Previous molecular dynamics simulations of hA_2AAR with 2b and structure-activity relationship (SAR) analyses prompted us to synthesize diol-, deoxy-, fluoro-, and methoxy-derivatives (4) in a regio- and stereoselective manner, modifying the ribose moiety to enhance potency and selectivity at hA_2AAR. SAR analysis revealed that the presence of at least one hydroxyl group at either the R² or R⁴ position is preferred for hA_2AAR binding, and inversion of the R⁴ hydroxyl group significantly reduced binding affinity at hA₃AR. Alteration of the hydroxyl groups in the ribose moiety showed that hA₃AR favored diol derivatives, and the following trend was observed at hA_2AAR: K_i,hA2A, diol ≈ deoxy < fluoro < methoxy.
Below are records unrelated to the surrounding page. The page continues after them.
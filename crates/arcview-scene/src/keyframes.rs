//! Keyframe interpolation for camera paths
//!
//! A [`KeyFrameInterpolator`] stores an ordered sequence of timed frame
//! poses and replays them: position interpolates linearly, orientation by
//! SLERP. Playback is driven by the viewer's animation tick through
//! [`KeyFrameInterpolator::update`].

use crate::frame::FramePose;

/// One recorded pose on a path.
#[derive(Debug, Clone)]
pub struct KeyFrame {
    pub pose: FramePose,
    /// Time of this keyframe on the path, in seconds.
    pub time: f32,
}

/// Interval between two appended keyframes, in seconds.
const KEYFRAME_INTERVAL: f32 = 1.0;

/// An indexed camera path: recorded poses plus playback state.
#[derive(Debug, Clone, Default)]
pub struct KeyFrameInterpolator {
    keyframes: Vec<KeyFrame>,
    interpolation_time: f32,
    interpolation_speed: f32,
    started: bool,
}

impl KeyFrameInterpolator {
    pub fn new() -> Self {
        Self {
            keyframes: Vec::new(),
            interpolation_time: 0.0,
            interpolation_speed: 1.0,
            started: false,
        }
    }

    /// Number of recorded keyframes.
    pub fn number_of_keyframes(&self) -> usize {
        self.keyframes.len()
    }

    pub fn is_empty(&self) -> bool {
        self.keyframes.is_empty()
    }

    /// The keyframe at `index`, if any.
    pub fn keyframe(&self, index: usize) -> Option<&KeyFrame> {
        self.keyframes.get(index)
    }

    /// Iterate the recorded keyframes in time order.
    pub fn keyframes(&self) -> impl Iterator<Item = &KeyFrame> {
        self.keyframes.iter()
    }

    /// Append a pose one interval after the last keyframe.
    pub fn add_keyframe(&mut self, pose: FramePose) {
        let time = self
            .keyframes
            .last()
            .map_or(0.0, |kf| kf.time + KEYFRAME_INTERVAL);
        self.add_keyframe_at(pose, time);
    }

    /// Append a pose at an explicit time.
    ///
    /// A time that does not increase is pushed one interval after the
    /// last keyframe instead, with a warning.
    pub fn add_keyframe_at(&mut self, pose: FramePose, time: f32) {
        let time = match self.keyframes.last() {
            Some(last) if time <= last.time && !self.keyframes.is_empty() => {
                log::warn!(
                    "keyframe time {time} does not increase; appending at {}",
                    last.time + KEYFRAME_INTERVAL
                );
                last.time + KEYFRAME_INTERVAL
            }
            _ => time,
        };
        self.keyframes.push(KeyFrame { pose, time });
    }

    /// Total duration of the path in seconds (0 for 0 or 1 keyframes).
    pub fn duration(&self) -> f32 {
        match (self.keyframes.first(), self.keyframes.last()) {
            (Some(first), Some(last)) => last.time - first.time,
            _ => 0.0,
        }
    }

    pub fn first_time(&self) -> f32 {
        self.keyframes.first().map_or(0.0, |kf| kf.time)
    }

    /// Playback speed multiplier (1.0 = recorded speed).
    pub fn set_interpolation_speed(&mut self, speed: f32) {
        self.interpolation_speed = speed;
    }

    pub fn interpolation_time(&self) -> f32 {
        self.interpolation_time
    }

    pub fn interpolation_started(&self) -> bool {
        self.started
    }

    /// Start playback from the current interpolation time.
    ///
    /// Does nothing on an empty path. Playback past the end restarts from
    /// the beginning.
    pub fn start_interpolation(&mut self) {
        if self.keyframes.is_empty() {
            return;
        }
        if self.interpolation_time >= self.first_time() + self.duration() {
            self.interpolation_time = self.first_time();
        }
        self.started = true;
    }

    /// Pause playback, keeping the current time.
    pub fn stop_interpolation(&mut self) {
        self.started = false;
    }

    /// Stop playback and rewind to the first keyframe.
    pub fn reset_interpolation(&mut self) {
        self.started = false;
        self.interpolation_time = self.first_time();
    }

    /// Advance playback by `dt` seconds.
    ///
    /// Returns the pose to apply, or `None` when not playing. Reaching the
    /// end yields the final pose and stops playback.
    pub fn update(&mut self, dt: f32) -> Option<FramePose> {
        if !self.started {
            return None;
        }
        self.interpolation_time += dt * self.interpolation_speed;

        let end = self.first_time() + self.duration();
        if self.interpolation_time >= end {
            self.interpolation_time = end;
            self.started = false;
        }
        Some(self.pose_at(self.interpolation_time))
    }

    /// The interpolated pose at time `t`, clamped to the path extent.
    pub fn pose_at(&self, t: f32) -> FramePose {
        match self.keyframes.len() {
            0 => FramePose::default(),
            1 => self.keyframes[0].pose.clone(),
            _ => {
                let first = &self.keyframes[0];
                let last = &self.keyframes[self.keyframes.len() - 1];
                if t <= first.time {
                    return first.pose.clone();
                }
                if t >= last.time {
                    return last.pose.clone();
                }

                let after = self
                    .keyframes
                    .iter()
                    .position(|kf| kf.time > t)
                    .unwrap_or(self.keyframes.len() - 1);
                let a = &self.keyframes[after - 1];
                let b = &self.keyframes[after];
                let span = (b.time - a.time).max(1e-6);
                let alpha = (t - a.time) / span;

                FramePose {
                    position: a.pose.position.clone()
                        + (b.pose.position.clone() - a.pose.position.clone()) * alpha,
                    orientation: a.pose.orientation.slerp(&b.pose.orientation, alpha),
                }
            }
        }
    }
}
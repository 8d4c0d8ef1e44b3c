//! Error types for the scene crate

use thiserror::Error;

/// Scene-related errors
#[derive(Debug, Error)]
pub enum SceneError {
    /// Keyframe path not found
    #[error("Camera path not found: {0}")]
    PathNotFound(u32),

    /// Grabber id is not registered
    #[error("Mouse grabber not found: {0}")]
    GrabberNotFound(usize),

    /// IO error
    #[error("IO error: {0}")]
    IoError(#[from] std::io::Error),
}

/// Result type for scene operations
pub type SceneResult<T> = Result<T, SceneError>;

/// Viewer-level errors
#[derive(Debug, Error)]
pub enum ViewerError {
    /// Scene error
    #[error(transparent)]
    Scene(#[from] SceneError),

    /// State persistence error
    #[error("State file error: {0}")]
    Session(#[from] arcview_session::SessionError),

    /// Snapshot encoding error
    #[error("Snapshot error: {0}")]
    Snapshot(String),

    /// IO error
    #[error("IO error: {0}")]
    IoError(#[from] std::io::Error),
}

/// Result type for viewer operations
pub type ViewerResult<T> = Result<T, ViewerError>;
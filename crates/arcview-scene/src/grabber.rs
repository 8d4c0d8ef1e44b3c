//! Mouse grabbers
//!
//! A grabber claims exclusive pointer handling when the pointer is near
//! it, independently of the binding tables. Grabbers live in an explicit
//! [`GrabberRegistry`] owned by the viewer; at most one grabber is active
//! at a time, and a disabled grabber is skipped when polling.

use winit::event::MouseButton;

use crate::camera::Camera;
use crate::frame::ManipulatedFrame;

/// An object that can capture pointer focus.
///
/// `check_if_grabs_mouse` updates the grabber's internal `grabs_mouse`
/// state from the pointer position (typically a distance test against its
/// projection on screen). The event handlers are only called while the
/// grabber is active.
pub trait MouseGrabber {
    /// Update the grab state for the pointer at `(x, y)`.
    fn check_if_grabs_mouse(&mut self, x: f32, y: f32, camera: &Camera);

    /// Whether the grabber currently claims the pointer.
    fn grabs_mouse(&self) -> bool;

    fn mouse_press(&mut self, _x: f32, _y: f32, _button: MouseButton, _camera: &Camera) {}

    fn mouse_move(&mut self, _x: f32, _y: f32, _camera: &Camera) {}

    fn mouse_release(&mut self, _x: f32, _y: f32, _button: MouseButton, _camera: &Camera) {}

    fn mouse_double_click(&mut self, _x: f32, _y: f32, _button: MouseButton, _camera: &Camera) {}

    fn wheel(&mut self, _delta: f32, _camera: &Camera) {}

    /// The grabber's manipulated frame, when it is frame-like.
    ///
    /// A grabber exposing a frame is dragged directly through the frame
    /// binding table (modifiers ignored) instead of receiving raw events.
    fn frame_mut(&mut self) -> Option<&mut ManipulatedFrame> {
        None
    }
}

/// Identifier of a registered grabber.
#[derive(Debug, Clone, Copy, PartialEq, Eq, Hash)]
pub struct GrabberId(usize);

struct GrabberEntry {
    grabber: Box<dyn MouseGrabber>,
    enabled: bool,
}

/// Registry of the grabbers a viewer polls.
#[derive(Default)]
pub struct GrabberRegistry {
    entries: Vec<GrabberEntry>,
}

impl GrabberRegistry {
    pub fn new() -> Self {
        Self::default()
    }

    /// Register a grabber, enabled by default.
    pub fn register(&mut self, grabber: Box<dyn MouseGrabber>) -> GrabberId {
        self.entries.push(GrabberEntry {
            grabber,
            enabled: true,
        });
        GrabberId(self.entries.len() - 1)
    }

    pub fn len(&self) -> usize {
        self.entries.len()
    }

    pub fn is_empty(&self) -> bool {
        self.entries.is_empty()
    }

    /// Enable or disable a grabber. A disabled grabber is never polled
    /// and cannot become active.
    pub fn set_enabled(&mut self, id: GrabberId, enabled: bool) {
        if let Some(entry) = self.entries.get_mut(id.0) {
            entry.enabled = enabled;
        } else {
            log::warn!("unknown mouse grabber id {}", id.0);
        }
    }

    pub fn is_enabled(&self, id: GrabberId) -> bool {
        self.entries.get(id.0).is_some_and(|e| e.enabled)
    }

    pub fn get_mut(&mut self, id: GrabberId) -> Option<&mut (dyn MouseGrabber + 'static)> {
        self.entries.get_mut(id.0).map(|e| &mut *e.grabber)
    }

    /// Poll the registered, enabled grabbers in registration order and
    /// return the first one claiming the pointer.
    pub fn find_grabbing(&mut self, x: f32, y: f32, camera: &Camera) -> Option<GrabberId> {
        for (i, entry) in self.entries.iter_mut().enumerate() {
            if !entry.enabled {
                continue;
            }
            entry.grabber.check_if_grabs_mouse(x, y, camera);
            if entry.grabber.grabs_mouse() {
                return Some(GrabberId(i));
            }
        }
        None
    }
}

#[cfg(test)]
mod tests {
    use super::*;

    /// Grabs the pointer inside a screen-space square.
    struct SquareGrabber {
        center: (f32, f32),
        half_size: f32,
        grabs: bool,
        presses: usize,
    }

    impl SquareGrabber {
        fn new(center: (f32, f32)) -> Self {
            Self {
                center,
                half_size: 10.0,
                grabs: false,
                presses: 0,
            }
        }
    }

    impl MouseGrabber for SquareGrabber {
        fn check_if_grabs_mouse(&mut self, x: f32, y: f32, _camera: &Camera) {
            self.grabs = (x - self.center.0).abs() < self.half_size
                && (y - self.center.1).abs() < self.half_size;
        }

        fn grabs_mouse(&self) -> bool {
            self.grabs
        }

        fn mouse_press(&mut self, _x: f32, _y: f32, _button: MouseButton, _camera: &Camera) {
            self.presses += 1;
        }
    }

    #[test]
    fn test_polling_order_and_enable_flag() {
        let camera = Camera::new();
        let mut registry = GrabberRegistry::new();
        let first = registry.register(Box::new(SquareGrabber::new((100.0, 100.0))));
        let second = registry.register(Box::new(SquareGrabber::new((100.0, 100.0))));

        // Both cover the point; the first registered wins.
        assert_eq!(registry.find_grabbing(100.0, 100.0, &camera), Some(first));

        registry.set_enabled(first, false);
        assert_eq!(registry.find_grabbing(100.0, 100.0, &camera), Some(second));

        registry.set_enabled(second, false);
        assert_eq!(registry.find_grabbing(100.0, 100.0, &camera), None);
    }

    #[test]
    fn test_miss_does_not_grab() {
        let camera = Camera::new();
        let mut registry = GrabberRegistry::new();
        registry.register(Box::new(SquareGrabber::new((100.0, 100.0))));
        assert_eq!(registry.find_grabbing(500.0, 500.0, &camera), None);
    }

    #[test]
    fn test_event_forwarding() {
        let camera = Camera::new();
        let mut registry = GrabberRegistry::new();
        let id = registry.register(Box::new(SquareGrabber::new((100.0, 100.0))));

        let grabber = registry.get_mut(id).unwrap();
        grabber.mouse_press(100.0, 100.0, MouseButton::Left, &camera);
        // No panic; the default handlers are no-ops for the others.
        grabber.mouse_move(101.0, 100.0, &camera);
        grabber.wheel(1.0, &camera);
    }
}
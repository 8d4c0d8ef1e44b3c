//! Snapshot naming and PNG output
//!
//! The viewer numbers its screenshots: `name-0000.png`, `name-0001.png`,
//! and so on. The embedder reads back the framebuffer pixels and hands
//! them to [`save_snapshot`].

use std::path::{Path, PathBuf};

use crate::error::{ViewerError, ViewerResult};

/// Snapshot file naming state.
#[derive(Debug, Clone)]
pub struct SnapshotNamer {
    base_name: String,
    counter: u32,
    overwrite: bool,
}

impl Default for SnapshotNamer {
    fn default() -> Self {
        Self {
            base_name: "snapshot".to_string(),
            counter: 0,
            overwrite: false,
        }
    }
}

impl SnapshotNamer {
    pub fn new() -> Self {
        Self::default()
    }

    /// Base file name without extension (default `"snapshot"`).
    pub fn set_base_name(&mut self, name: &str) {
        self.base_name = name.to_string();
    }

    pub fn base_name(&self) -> &str {
        &self.base_name
    }

    /// Next counter value used for a numbered snapshot.
    pub fn counter(&self) -> u32 {
        self.counter
    }

    pub fn set_counter(&mut self, counter: u32) {
        self.counter = counter;
    }

    /// When set, snapshots always target `name.png` without numbering.
    pub fn set_overwrite(&mut self, overwrite: bool) {
        self.overwrite = overwrite;
    }

    /// The path of the next snapshot in `dir`, advancing the counter for
    /// numbered snapshots.
    pub fn next_path(&mut self, dir: &Path) -> PathBuf {
        if self.overwrite {
            return dir.join(format!("{}.png", self.base_name));
        }
        let path = dir.join(format!("{}-{:04}.png", self.base_name, self.counter));
        self.counter += 1;
        path
    }
}

/// Encode RGBA pixels (row-major, top-to-bottom) as a PNG file.
pub fn save_snapshot(path: &Path, rgba: &[u8], width: u32, height: u32) -> ViewerResult<()> {
    let expected = width as usize * height as usize * 4;
    if rgba.len() != expected {
        return Err(ViewerError::Snapshot(format!(
            "pixel buffer is {} bytes, expected {expected} for {width}x{height}",
            rgba.len()
        )));
    }

    let img: image::RgbaImage = image::ImageBuffer::from_raw(width, height, rgba.to_vec())
        .ok_or_else(|| ViewerError::Snapshot("failed to build image buffer".to_string()))?;
    img.save(path)
        .map_err(|e| ViewerError::Snapshot(format!("failed to save {}: {e}", path.display())))?;
    log::info!("snapshot saved to {}", path.display());
    Ok(())
}

#[cfg(test)]
mod tests {
    use super::*;

    #[test]
    fn test_numbered_names_advance() {
        let mut namer = SnapshotNamer::new();
        let dir = Path::new("/tmp/shots");
        assert_eq!(namer.next_path(dir), dir.join("snapshot-0000.png"));
        assert_eq!(namer.next_path(dir), dir.join("snapshot-0001.png"));
        assert_eq!(namer.counter(), 2);
    }

    #[test]
    fn test_overwrite_mode_keeps_one_name() {
        let mut namer = SnapshotNamer::new();
        namer.set_base_name("frame");
        namer.set_overwrite(true);
        let dir = Path::new("/tmp");
        assert_eq!(namer.next_path(dir), dir.join("frame.png"));
        assert_eq!(namer.next_path(dir), dir.join("frame.png"));
        assert_eq!(namer.counter(), 0);
    }

    #[test]
    fn test_save_snapshot_roundtrip() {
        let dir = tempfile::tempdir().unwrap();
        let path = dir.path().join("shot.png");
        let pixels = vec![255u8; 4 * 4 * 4];
        save_snapshot(&path, &pixels, 4, 4).unwrap();
        assert!(path.exists());
    }

    #[test]
    fn test_save_snapshot_rejects_bad_buffer() {
        let dir = tempfile::tempdir().unwrap();
        let path = dir.path().join("shot.png");
        let result = save_snapshot(&path, &[0u8; 10], 4, 4);
        assert!(result.is_err());
    }
}
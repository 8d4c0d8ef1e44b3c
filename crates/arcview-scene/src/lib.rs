//! Interactive 3D viewer core
//!
//! This crate binds user input to camera/frame manipulation and keeps the
//! viewer's interaction state:
//!
//! - [`Viewer`] — the input dispatcher and per-frame glue
//! - [`Camera`] / [`ManipulatedFrame`] — the manipulable frames
//! - [`KeyFrameInterpolator`] — recorded camera paths
//! - [`GrabberRegistry`] / [`MouseGrabber`] — hover-activated pointer
//!   capture
//! - [`Selector`] — GL-selection-style picking
//! - [`OverlayFrame`] — the per-frame visual hint description
//! - [`BufferTextureCache`] — the z-buffer capture texture cache
//!
//! Scene drawing stays with the embedding application; the viewer only
//! decides *what* the input means and *what* must be overlaid.

pub mod camera;
pub mod capture;
pub mod error;
pub mod frame;
pub mod grabber;
pub mod hints;
pub mod keyframes;
pub mod keypath;
pub mod quat;
pub mod select;
pub mod snapshot;
pub mod viewer;

pub use camera::Camera;
pub use capture::BufferTextureCache;
pub use error::{SceneError, SceneResult, ViewerError, ViewerResult};
pub use frame::{
    AxisPlaneConstraint, Constraint, DriveMode, Frame, FramePose, ManipulatedFrame, ViewContext,
};
pub use grabber::{GrabberId, GrabberRegistry, MouseGrabber};
pub use hints::{FpsCounter, OverlayFrame, ScreenRect, TransientMessage, VisualHints};
pub use keyframes::{KeyFrame, KeyFrameInterpolator};
pub use keypath::PathController;
pub use quat::Quat;
pub use select::{PickRegion, SelectionHit, Selector};
pub use snapshot::{save_snapshot, SnapshotNamer};
pub use viewer::{FrameSetup, KeyResponse, Viewer, ViewerApp, ViewerCommand};

pub use arcview_input as input;
pub use arcview_session as session;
Among the synthesized derivatives, the deoxy derivative 4d demonstrated exceptional in vitro potency at hA_2AAR (K_i,hA2A = 0.36 ± 0.05 nM) and functional efficacy. Additionally, 4d exhibited promising pharmacokinetic properties, and in vivo efficacy assays confirmed its potential as an orally available immune checkpoint inhibitor candidate.